9

This is a followup to this question. I am currently trying to implement the C-Index in order to find a near-optimal number of clusters from a hierarchy of clusters. I do this by calculating the C-Index for every step of the (agglomerative) hierarchical clustering. The problem is that the C-Index is minimal (0 to be exact) for very degenerated clusterings. Consider this:

$c = \frac{S-S_{min}}{S_{max}-S_{min}}$

In this case $S$ is the sum of all distances between pairs of observations in the same cluster over all clusters. Let $n$ be the number of these pairs. $S_{min}$ and $S_{max}$ are the sums of $n$ lowest/highest distances across all pairs of observations. In the first step of the hierarchical clustering, the two closest observations (minimal distance) are merged into a cluster. Let $d$ be the distance between these observations. Now there is one pair of observations in the same cluster, so $n=1$ (all other clusters are singletons). Consequently $S=d$. The problem is that $S_{min}$ also equals $d$, because $d$ is the smallest distance (that is why the observations where merged first). So for this case, the C-Index is always 0. It stays 0 as long as only singleton clusters are merged. This means the optimal clustering according the C-Index would always consist of a bunch of clusters containing two observations, and the rest singletons. Does this mean that the C-Index is not applicable to hierarchical clustering? Am I doing something wrong? I have searched a lot, but could not find any suitable explanation. Can someone refer me to some resource that is freely available on the internet? Or, if not, at least a book I may try to get at my universities library?

Thanks in advance!

  • Your observation is correct, but it is all fine with C-index.

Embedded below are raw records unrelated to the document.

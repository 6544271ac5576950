use std::fs;
use std::path::PathBuf;

use mime::Mime;
use serde::Serialize;

use super::domain::{Criterion, FormId};

const MEGABYTE: u64 = 1024 * 1024;
const DRAFT_PREFIX: &str = "drafts";

/// Object store that hands back a public URL for every stored file.
pub trait ObjectStore: Send + Sync {
    fn upload(&self, path: &str, bytes: &[u8], content_type: &Mime)
        -> Result<String, StorageError>;
}

#[derive(Debug, thiserror::Error)]
pub enum StorageError {
    #[error("file size {size} bytes exceeds the limit of {limit_mb}MB")]
    TooLarge { size: u64, limit_mb: u64 },
    #[error("file type {0} is not accepted; upload a PDF, PNG, or JPEG")]
    UnsupportedType(String),
    #[error("file name is empty")]
    EmptyFileName,
    #[error("upload failed: {0}")]
    Transport(String),
}

/// Size and type limits enforced before anything reaches the store.
#[derive(Debug, Clone, PartialEq)]
pub struct UploadPolicy {
    max_bytes: u64,
    accepted: Vec<Mime>,
}

impl Default for UploadPolicy {
    fn default() -> Self {
        Self::with_max_megabytes(10)
    }
}

impl UploadPolicy {
    pub fn with_max_megabytes(max_megabytes: u64) -> Self {
        Self {
            max_bytes: max_megabytes.saturating_mul(MEGABYTE),
            accepted: vec![mime::APPLICATION_PDF, mime::IMAGE_PNG, mime::IMAGE_JPEG],
        }
    }

    pub fn max_bytes(&self) -> u64 {
        self.max_bytes
    }

    pub fn check(&self, size: u64, content_type: &Mime) -> Result<(), StorageError> {
        if size > self.max_bytes {
            return Err(StorageError::TooLarge {
                size,
                limit_mb: self.max_bytes / MEGABYTE,
            });
        }

        let essence = content_type.essence_str();
        if self
            .accepted
            .iter()
            .any(|accepted| accepted.essence_str() == essence)
        {
            Ok(())
        } else {
            Err(StorageError::UnsupportedType(essence.to_string()))
        }
    }
}

/// A file the applicant wants to attach to an entry.
#[derive(Debug, Clone)]
pub struct UploadRequest {
    pub form_id: Option<FormId>,
    pub criterion: Criterion,
    pub file_name: String,
    pub content_type: Mime,
    pub bytes: Vec<u8>,
}

#[derive(Debug, Clone, PartialEq, Eq, Serialize)]
pub struct UploadedFile {
    pub path: String,
    pub url: String,
    pub size: u64,
}

/// Replaces every character outside `[A-Za-z0-9.-]` with `_`.
pub fn sanitize_file_name(name: &str) -> String {
    name.chars()
        .map(|ch| {
            if ch.is_ascii_alphanumeric() || ch == '.' || ch == '-' {
                ch
            } else {
                '_'
            }
        })
        .collect()
}

/// `{form id or "drafts"}/{criterion}/{millis}-{sanitized name}`
pub fn object_path(request: &UploadRequest, timestamp_millis: i64) -> String {
    let owner = request
        .form_id
        .as_ref()
        .map(|id| sanitize_file_name(&id.0))
        .unwrap_or_else(|| DRAFT_PREFIX.to_string());
    format!(
        "{owner}/{}/{timestamp_millis}-{}",
        request.criterion.key(),
        sanitize_file_name(request.file_name.trim())
    )
}

/// Writes uploads below a directory that is served at `public_base_url`.
/// Writes are blocking; async callers run them on the blocking pool.
#[derive(Debug, Clone)]
pub struct LocalDirectoryStore {
    root: PathBuf,
    public_base_url: String,
}

impl LocalDirectoryStore {
    pub fn new(root: impl Into<PathBuf>, public_base_url: impl Into<String>) -> Self {
        Self {
            root: root.into(),
            public_base_url: public_base_url.into().trim_end_matches('/').to_string(),
        }
    }

    pub fn root(&self) -> &PathBuf {
        &self.root
    }
}

impl ObjectStore for LocalDirectoryStore {
    fn upload(
        &self,
        path: &str,
        bytes: &[u8],
        _content_type: &Mime,
    ) -> Result<String, StorageError> {
        let relative = path.trim_start_matches('/');
        if relative.split('/').any(|segment| segment == "..") {
            return Err(StorageError::Transport(format!("invalid object path {path}")));
        }

        let target = self.root.join(relative);
        if let Some(parent) = target.parent() {
            fs::create_dir_all(parent).map_err(|err| StorageError::Transport(err.to_string()))?;
        }
        fs::write(&target, bytes).map_err(|err| StorageError::Transport(err.to_string()))?;

        Ok(format!("{}/{relative}", self.public_base_url))
    }
}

C-index is 0 when the observed clustering solution does not differ from the theoretically "ideal" best one under the given (observed) number of within-cluster distances. Consider a dataset which all consists of tight pairs of objects, and the pairs are quite far apart. Hierarchical clustering under virtually any linkage method will first - on initial steps - "collect" the objects into these pairs. And all that time C-index will remain 0. Later, the clustering will come to merge between the apart pairs: C-index will abrubtly worsen. – ttnphns May 08 '18 at 09:49
  • Algorithm to compute C-index is shown here https://stats.stackexchange.com/q/343878/3277. – ttnphns May 08 '18 at 09:50
  • P.S. Don't forget that C-Index is the lower (closer to 0) is the better! – ttnphns May 08 '18 at 10:39

1 Answers1

2

This may be one of the cases where there's more art than science to clustering. I would suggest that you let your clustering algorithm run for a short time before letting the C-Index calculations kick in. "Short time" may be after processing a few pairs, just when it starts to exceed 0, or some other heuristic. (After all you don't expect to stop at 1 or 2 clusters, otherwise a different separation algorithm may have been deployed.)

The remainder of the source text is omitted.